Sounds good so far — what could possibly go wrong? Quite a lot, when you consider our fast-paced world and its endless array of quick and easy packaged foods, snacks and convenient meals on the run. Hypochlorhydria is triggered in a variety of ways, including consumption of fried or processed food, foods containing gluten or dairy products, and alcohol or caffeine-based drinks. People with auto-immune conditions or food sensitivities and intolerances can be particularly vulnerable. Contributing to this condition is the simple and unfortunate fact that as we age, the body's production of HCl tends to slow down, thus making easy digestion less predictable and harder to manage.
The symptoms of hypochlorhydria? They are diverse but certainly hard to miss. They include abdominal pain, heartburn, nausea, gas, bloating, constipation and even vomiting of sour liquid known as "water brash." Other common symptoms include loss of appetite, offensive breath, a sense of fullness and discomfort during or after meals, and difficulty digesting fruits and vegetables. Blood tests can also reveal symptoms such as elevated serum protein or globulin, or decreased phosphorus levels.
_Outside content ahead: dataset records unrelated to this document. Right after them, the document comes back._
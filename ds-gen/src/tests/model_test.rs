use rstest::*;
use serde_json::json;

use super::*;
use crate::errors::SimError;
use crate::model::{
    Cardinality,
    EntityDefinition,
    LinkReference,
    SynthesizedRecord,
};

#[rstest]
#[case::category("category")]
#[case::properties("properties")]
#[case::links("links")]
fn test_from_schema_missing_key(#[case] key: &str) {
    let mut schema = entity("clinical", vec![], &[], json!({"age": {"type": "integer"}}));
    schema.as_object_mut().unwrap().remove(key);

    match EntityDefinition::from_schema("subject", &schema).unwrap_err() {
        SimError::Schema { entity, reason } => {
            assert_eq!(entity, "subject");
            assert!(reason.contains(&format!("`{key}`")), "{reason}");
        },
        other => panic!("unexpected error {other:?}"),
    }
}

#[rstest]
fn test_from_schema_does_not_enforce_required_properties() {
    let schema = entity("clinical", vec![], &["age", "weight"], json!({}));
    let definition = EntityDefinition::from_schema("subject", &schema).unwrap();
    assert_eq!(definition.required_properties, vec!["age", "weight"]);
    assert!(definition.property_schemas.is_empty());
}

#[rstest]
fn test_from_schema_fields(clinical_dictionary: serde_json::Map<String, serde_json::Value>) {
    let definition = EntityDefinition::from_schema("sample", &clinical_dictionary["sample"]).unwrap();

    assert_eq!(definition.category, "biospecimen");
    assert_eq!(definition.system_properties, vec!["created_datetime"]);
    assert!(definition.is_required("sample_type"));
    assert!(!definition.is_required("notes"));
    assert!(definition.is_link_name("subjects"));
    assert_eq!(
        definition.property_schemas.keys().collect::<Vec<_>>(),
        vec!["sample_type", "md5sum", "collected_at", "notes", "subjects"]
    );
    assert_eq!(definition.relationships.len(), 1);
    assert_eq!(definition.relationships[0].cardinality, Cardinality::ManyToOne);
}

#[rstest]
fn test_from_schema_link_groups() {
    let schema = json!({
        "category": "clinical",
        "properties": {},
        "links": [
            {"target_type": "project", "multiplicity": "many_to_one", "required": true},
            {
                "exclusive": true,
                "required": true,
                "subgroup": [
                    {"name": "subjects", "target_type": "subject", "multiplicity": "many_to_one", "required": true},
                    {"name": "samples", "target_type": "sample", "cardinality": "one_to_one", "required": false},
                ],
            },
            {
                "required": false,
                "subgroup": [
                    {"name": "studies", "target_type": "study", "multiplicity": "many_to_many", "required": true},
                ],
            },
        ],
    });

    let definition = EntityDefinition::from_schema("observation", &schema).unwrap();
    let flattened: Vec<_> = definition
        .relationships
        .iter()
        .map(|r| (r.name.as_str(), r.target_type.as_str(), r.cardinality, r.required))
        .collect();
    assert_eq!(
        flattened,
        vec![
            ("project", "project", Cardinality::ManyToOne, true),
            ("subjects", "subject", Cardinality::ManyToOne, true),
            ("samples", "sample", Cardinality::OneToOne, false),
            ("studies", "study", Cardinality::ManyToMany, false),
        ]
    );
}

#[rstest]
#[case::bad_cardinality(json!({"target_type": "project", "multiplicity": "One_To_One"}))]
#[case::no_cardinality(json!({"target_type": "project"}))]
#[case::no_target(json!({"name": "projects", "multiplicity": "many_to_one"}))]
fn test_from_schema_bad_link(#[case] decl: serde_json::Value) {
    let schema = json!({"category": "clinical", "properties": {}, "links": [decl]});
    assert!(matches!(EntityDefinition::from_schema("subject", &schema), Err(SimError::Schema { .. })));
}

#[rstest]
fn test_cardinality_vocabulary() {
    for c in [Cardinality::OneToOne, Cardinality::OneToMany, Cardinality::ManyToOne, Cardinality::ManyToMany] {
        assert_eq!(c.as_str().parse::<Cardinality>().unwrap(), c);
        assert_eq!(serde_json::to_value(c).unwrap(), json!(c.as_str()));
    }
    assert!("ONE_TO_ONE".parse::<Cardinality>().is_err());
}

#[rstest]
fn test_record_serializes_flat() {
    let mut record = SynthesizedRecord::new("sample", "sample_abc".into());
    record.properties.insert("sample_type".into(), json!("blood"));
    record.links.insert("subjects".into(), LinkReference::Record { submitter_id: "subject_xyz".into() });
    record.links.insert("projects".into(), LinkReference::Project { code: "test".into() });

    assert_eq!(
        serde_json::to_value(&record).unwrap(),
        json!({
            "submitter_id": "sample_abc",
            "type": "sample",
            "sample_type": "blood",
            "subjects": {"submitter_id": "subject_xyz"},
            "projects": {"code": "test"},
        })
    );
}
This condition should never be ignored or left untreated.
While it might seem easy to simply dismiss these common symptoms as the occasional cost of eating on the run or paying too little attention to your diet, this condition should never be ignored or left untreated.
Reaching for an easy Band-Aid solution is not the answer
Untreated — or treated with typical Band-Aid solutions such as antacid tablets and other over-the-counter remedies — this condition can lead to irritable bowel syndrome (IBS), yeast overgrowth, deficiencies involving important nutrients like B12, magnesium and calcium, as well as parasites or anxiety and depression. Hypochlorhydria can also lead to an auto-immune disease, which develops when your immune system begins to attack healthy cells that it mistakenly recognizes as unhealthy. There are as many as 80 types of auto-immune diseases, many displaying similar symptoms and making them extremely difficult to diagnose.
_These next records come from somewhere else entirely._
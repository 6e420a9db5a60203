use rstest::*;
use tracing_test::traced_test;

use crate::errors::SimError;
use crate::policy::FailurePolicy;

#[rstest]
#[case::log("log", Ok(FailurePolicy::Log))]
#[case::raise("raise", Ok(FailurePolicy::Raise))]
#[case::unknown("warn", Err(SimError::UnsupportedPolicy("warn".into())))]
#[case::case_sensitive("Raise", Err(SimError::UnsupportedPolicy("Raise".into())))]
fn test_parse_policy(#[case] input: &str, #[case] expected: Result<FailurePolicy, SimError>) {
    assert_eq!(input.parse::<FailurePolicy>(), expected);
}

#[rstest]
#[traced_test]
fn test_report_log() {
    let err = SimError::schema("subject", "something is off");
    assert_eq!(FailurePolicy::Log.report(err), Ok(()));
    assert!(logs_contain("schema error in entity type `subject`: something is off"));
}

#[rstest]
fn test_report_raise() {
    let err = SimError::schema("subject", "something is off");
    assert_eq!(FailurePolicy::Raise.report(err.clone()), Err(err));
}
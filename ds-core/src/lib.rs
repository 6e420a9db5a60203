//! Shared plumbing for the data simulator crates: logging setup, the error prelude used by
//! binaries, and helpers for inspecting untyped JSON schema fragments.

pub mod errors;
pub mod jsonutils;
pub mod logging;
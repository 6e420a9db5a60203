//! Helpers for poking at schema fragments that arrive as untyped JSON.
use std::collections::HashSet;

use serde_json::Value;

/// Every object key that appears anywhere inside `value`, including keys nested in arrays.
pub fn recursive_keys(value: &Value) -> HashSet<&str> {
    let mut keys = HashSet::new();
    let mut to_visit = vec![value];
    while let Some(v) = to_visit.pop() {
        match v {
            Value::Object(map) => {
                for (k, child) in map {
                    keys.insert(k.as_str());
                    to_visit.push(child);
                }
            },
            Value::Array(items) => to_visit.extend(items),
            _ => (),
        }
    }
    keys
}

/// Case-insensitive search for `needle` in any key or string leaf of `value`.
pub fn contains_text(value: &Value, needle: &str) -> bool {
    let needle = needle.to_lowercase();
    let mut to_visit = vec![value];
    while let Some(v) = to_visit.pop() {
        match v {
            Value::String(s) if s.to_lowercase().contains(&needle) => return true,
            Value::Object(map) => {
                if map.keys().any(|k| k.to_lowercase().contains(&needle)) {
                    return true;
                }
                to_visit.extend(map.values());
            },
            Value::Array(items) => to_visit.extend(items),
            _ => (),
        }
    }
    false
}

/// Name of the JSON type of `value`; integral numbers are reported separately from floats.
pub fn type_name(value: &Value) -> &'static str {
    match value {
        Value::Null => "null",
        Value::Bool(_) => "boolean",
        Value::Number(n) if n.is_f64() => "number",
        Value::Number(_) => "integer",
        Value::String(_) => "string",
        Value::Array(_) => "array",
        Value::Object(_) => "object",
    }
}

/// True when the non-null members of `values` do not all share one JSON type.
///
/// `null` is tolerated alongside anything else since it stands in for "not provided".
pub fn is_mixed_type(values: &[Value]) -> bool {
    let mut types = values.iter().filter(|v| !v.is_null()).map(type_name);
    match types.next() {
        Some(first) => types.any(|t| t != first),
        None => false,
    }
}
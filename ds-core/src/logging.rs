use tracing_subscriber::fmt::format::FmtSpan;
use tracing_subscriber::prelude::*;
use tracing_subscriber::{
    fmt,
    EnvFilter,
};

/// Install the process-wide tracing subscriber.
///
/// `env_filter` accepts anything `EnvFilter` does (`info`, `ds_gen=debug,warn`, ...). Span close
/// events are emitted so that `#[instrument]`-ed stages report their duration.
pub fn setup(env_filter: &str) {
    let fmt_layer = fmt::layer()
        .with_file(true)
        .with_line_number(true)
        .with_target(false)
        .with_span_events(FmtSpan::CLOSE);

    tracing_subscriber::registry()
        .with(fmt_layer)
        .with(EnvFilter::new(env_filter))
        .init();
}
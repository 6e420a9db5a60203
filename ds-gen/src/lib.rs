#![deny(
    // This is overly strict, of course. The intent is somewhat of a "quality seal," less to fix everything, and more to force us to add inline allows, which are even more needlessly verbose, but give us a mechanism to say "we think this is okay, but you might want to take a second look here."
    clippy::nursery,
    clippy::pedantic,
)]
#![allow(clippy::module_name_repetitions)]

//! # ds-gen – synthetic records for graph-shaped data dictionaries
//!
//! ds-gen compiles a data dictionary (a set of entity types, their properties and the links
//! between them) into a dependency graph, and then synthesizes records for every entity type
//! in an order where no record ever references a parent that does not exist yet.
//!
//! ## Pipeline overview
//! 1. Definition construction ([`EntityDefinition::from_schema`]) – Turn each parsed per-type
//!    schema object into a structured definition. Missing `category`/`properties`/`links` keys
//!    are fatal.
//! 2. Graph construction ([`DependencyGraph::derive_edges`]) – Resolve every declared link to
//!    its target type. Required links become the ordering constraints.
//! 3. Validation ([`DependencyGraph::validate_all`]) – Check required properties and required
//!    links, reporting through a [`FailurePolicy`] so a diagnostic pass can see every defect.
//! 4. Ordering ([`DependencyGraph::topological_order`],
//!    [`DependencyGraph::ordered_path_to`]) – Kahn's algorithm with declaration-order
//!    tie-breaking; required cycles are fatal.
//! 5. Synthesis ([`DependencyGraph::synthesize`], [`DependencyGraph::synthesize_all`]) –
//!    Reconcile record counts against parent datasets, synthesize property values
//!    ([`property::synthesize`]) and attach link references ([`ResolvedLink::reference`]).
//!
//! Everything lives in one [`DependencyGraph`] per run, datasets included, so independent runs
//! never share state. All stages are annotated with [`tracing`] spans.

pub mod errors;
pub mod graph;
pub mod links;
pub mod model;
pub mod policy;
pub mod property;
pub mod simulation;
pub mod utils;

pub use errors::{
    SimError,
    SimResult,
};
pub use graph::DependencyGraph;
pub use links::{
    Container,
    LinkKind,
    ResolvedLink,
};
pub use model::{
    Cardinality,
    EntityDefinition,
    LinkReference,
    Relationship,
    SynthesizedRecord,
};
pub use policy::FailurePolicy;
pub use simulation::{
    InstanceCounts,
    SynthesisOptions,
};

#[cfg(test)]
mod tests;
Traditional medicine typically deals with auto-immune conditions by suppressing the immune system with the help of an array of medical experts, including a GI specialist for the stomach, neurologists for balance problems or migraines, endocrinologists for blood sugar imbalances or adrenal issues, rheumatologists for joint pain, and so on. This may be for just one patient!
Today's integrative medicine professionals are taking a different approach. Integrative medicine — which should be considered complementary rather than alternative — looks at how these systems are related, seeking to find the roots of the issue and remove the causes for all chronic conditions. This means taking a more systemic approach that transcends simply trying to manage or control individual symptoms.
It also means recognizing that one organ can and will affect another and create numerous diverse and recurring symptoms. The integrative approach uses medical testing to identify the issue, and addresses this via dietary changes and custom nutrition plans, along with supplementation, medication and even brain-based therapy for neurological compromise.
While that pain in the gut might seem temporary and easy enough to self-medicate with a simple tablet, hypochlorhydria and its implications for worsening health should be treated with great care. Being proactive with efforts to identify and treat the root causes of a condition will in turn evade the potential threat of far more serious health issues.